Importers struggle with costs while exporters spot new opportunities as sterling remains weak.
Just over two fifths (42%) of finance directors in small to medium sized businesses in the UK say the weakness of the pound has had a serious and significant impact on their business, according to a survey released today.
Moneycorp, which commissioned the survey of 500 decision makers in SMEs across the UK, says that 30% of businesses rely on imports which on average make up 20% of their costs.
Currency fluctuation and a vulnerability in sterling therefore creates a problem for importers, particularly as 40% of larger SMEs say that they do not directly protect their exposure to currency risk.
For many, of course, the cost and volumes required to hedge currency will outweigh the benefits. Nevertheless firms with larger turnover may be missing a trick with 30% of finance directors acknowledging their lack of understanding of currency risk had hit the bottom line.

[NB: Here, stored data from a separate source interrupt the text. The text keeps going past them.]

//! Notification DSN parsing
//!
//! A DSN has the shape `scheme://[user[:password]@]host[:port][/path][?query]`.
//! The host may be a placeholder (`default`) that a bridge maps to its
//! vendor endpoint. Credentials never appear in the `Display` form.

use crate::error::{NotifierError, Result};
use std::collections::BTreeMap;
use std::fmt;
use std::str::FromStr;
use url::Url;

/// Parsed notification DSN
#[derive(Debug, Clone, PartialEq, Eq)]
pub struct Dsn {
    scheme: String,
    host: String,
    port: Option<u16>,
    user: Option<String>,
    password: Option<String>,
    path: Option<String>,
    options: BTreeMap<String, String>,
}

impl Dsn {
    /// Parse a single DSN string
    pub fn parse(raw: &str) -> Result<Self> {
        let raw = raw.trim();
        if raw.is_empty() {
            return Err(NotifierError::malformed("the DSN is empty"));
        }
        if raw.chars().any(char::is_whitespace) {
            return Err(NotifierError::malformed(
                "a DSN must not contain whitespace (combine DSNs with \" || \" or \" && \")",
            ));
        }
        match raw.split_once("://") {
            Some((scheme, _)) if !scheme.is_empty() => {}
            _ => {
                return Err(NotifierError::malformed(
                    "the DSN must contain a scheme followed by \"://\"",
                ))
            }
        }

        // Url errors never echo the input, so credentials stay out of the message
        let url = Url::parse(raw).map_err(|e| NotifierError::malformed(e.to_string()))?;

        let host = url
            .host_str()
            .filter(|h| !h.is_empty())
            .ok_or_else(|| NotifierError::malformed("the DSN must contain a host"))?
            .to_string();

        let user = match url.username() {
            "" => None,
            encoded => Some(decode_component(encoded, "user")?),
        };
        let password = url
            .password()
            .map(|encoded| decode_component(encoded, "password"))
            .transpose()?;

        let path = match url.path() {
            "" => None,
            p => Some(p.to_string()),
        };

        // Duplicate keys: the last occurrence wins
        let options = url
            .query_pairs()
            .map(|(k, v)| (k.into_owned(), v.into_owned()))
            .collect();

        Ok(Self {
            scheme: url.scheme().to_string(),
            host,
            port: url.port(),
            user,
            password,
            path,
            options,
        })
    }

    pub fn scheme(&self) -> &str {
        &self.scheme
    }

    pub fn host(&self) -> &str {
        &self.host
    }

    pub fn port(&self) -> Option<u16> {
        self.port
    }

    pub fn user(&self) -> Option<&str> {
        self.user.as_deref()
    }

    pub fn password(&self) -> Option<&str> {
        self.password.as_deref()
    }

    pub fn path(&self) -> Option<&str> {
        self.path.as_deref()
    }

    pub fn options(&self) -> &BTreeMap<String, String> {
        &self.options
    }

    pub fn option(&self, key: &str) -> Option<&str> {
        self.options.get(key).map(String::as_str)
    }

    /// Option that the transport cannot work without
    pub fn required_option(&self, key: &str) -> Result<&str> {
        self.option(key)
            .filter(|v| !v.is_empty())
            .ok_or_else(|| self.incomplete(key))
    }

    /// User part, for bridges that carry their token there
    pub fn required_user(&self) -> Result<&str> {
        self.user().ok_or_else(|| self.incomplete("user"))
    }

    /// Build the `IncompleteDsn` error for a missing option
    pub fn incomplete(&self, option: &str) -> NotifierError {
        NotifierError::IncompleteDsn {
            option: option.to_string(),
            dsn: self.to_string(),
        }
    }

    /// True when the host is the `default` placeholder
    pub fn has_default_host(&self) -> bool {
        self.host == "default"
    }
}

fn decode_component(encoded: &str, what: &str) -> Result<String> {
    urlencoding::decode(encoded)
        .map(|s| s.into_owned())
        .map_err(|_| NotifierError::malformed(format!("the {} is not valid UTF-8", what)))
}

/// Redacted form: `scheme://host[:port][/path][?options]`, options in key order
impl fmt::Display for Dsn {
    fn fmt(&self, f: &mut fmt::Formatter<'_>) -> fmt::Result {
        write!(f, "{}://{}", self.scheme, self.host)?;
        if let Some(port) = self.port {
            write!(f, ":{}", port)?;
        }
        if let Some(path) = &self.path {
            write!(f, "{}", path)?;
        }
        if !self.options.is_empty() {
            let query = url::form_urlencoded::Serializer::new(String::new())
                .extend_pairs(self.options.iter())
                .finish();
            write!(f, "?{}", query)?;
        }
        Ok(())
    }
}

impl FromStr for Dsn {
    type Err = NotifierError;

    fn from_str(s: &str) -> Result<Self> {
        Dsn::parse(s)
    }
}
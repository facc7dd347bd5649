//! Data models for herald

pub mod configuration;
pub mod message;

pub use configuration::*;
pub use message::*;
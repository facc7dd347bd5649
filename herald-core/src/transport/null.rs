//! Null transport: accepts everything, delivers nothing
//!
//! Terminal fallback of the default registry and the usual choice for
//! disabled or test channels (`null://null`).

use super::{Transport, TransportContext, TransportFactory};
use crate::dsn::Dsn;
use crate::error::Result;
use crate::models::{Message, SentMessage};
use async_trait::async_trait;

/// Transport that succeeds without any I/O
#[derive(Debug, Default, Clone)]
pub struct NullTransport {
    context: Option<TransportContext>,
}

impl NullTransport {
    pub fn new(context: TransportContext) -> Self {
        Self {
            context: Some(context),
        }
    }
}

#[async_trait]
impl Transport for NullTransport {
    fn supports(&self, _message: &Message) -> bool {
        true
    }

    async fn send(&self, message: &Message) -> Result<SentMessage> {
        let sent = SentMessage::new(message.clone(), self.describe());
        match &self.context {
            Some(context) => {
                context
                    .deliver(self.describe(), message, async { Ok(sent) })
                    .await
            }
            None => Ok(sent),
        }
    }

    fn describe(&self) -> String {
        "null".to_string()
    }
}

/// Claims every DSN, so it must be registered last
#[derive(Debug, Default, Clone)]
pub struct NullTransportFactory {
    context: TransportContext,
}

impl NullTransportFactory {
    pub fn new(context: TransportContext) -> Self {
        Self { context }
    }
}

impl TransportFactory for NullTransportFactory {
    fn schemes(&self) -> &[&'static str] {
        &["null"]
    }

    fn supports(&self, _dsn: &Dsn) -> bool {
        true
    }

    fn create(&self, _dsn: &Dsn) -> Result<Box<dyn Transport>> {
        Ok(Box::new(NullTransport::new(self.context.clone())))
    }
}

UK exporters by contrast have found a weak pound a godsend, creating new opportunities in international markets. Indeed the government is encouraging export-led recovery from recession with the UKTI (UK Trade and Investment) playing an active role.
Nevertheless, recent steep climbs against the dollar for example (up 11% in one month) and ongoing volatility mean that even exporters may be vulnerable to swift movements in currency, despite the pounds inherent recent weakness.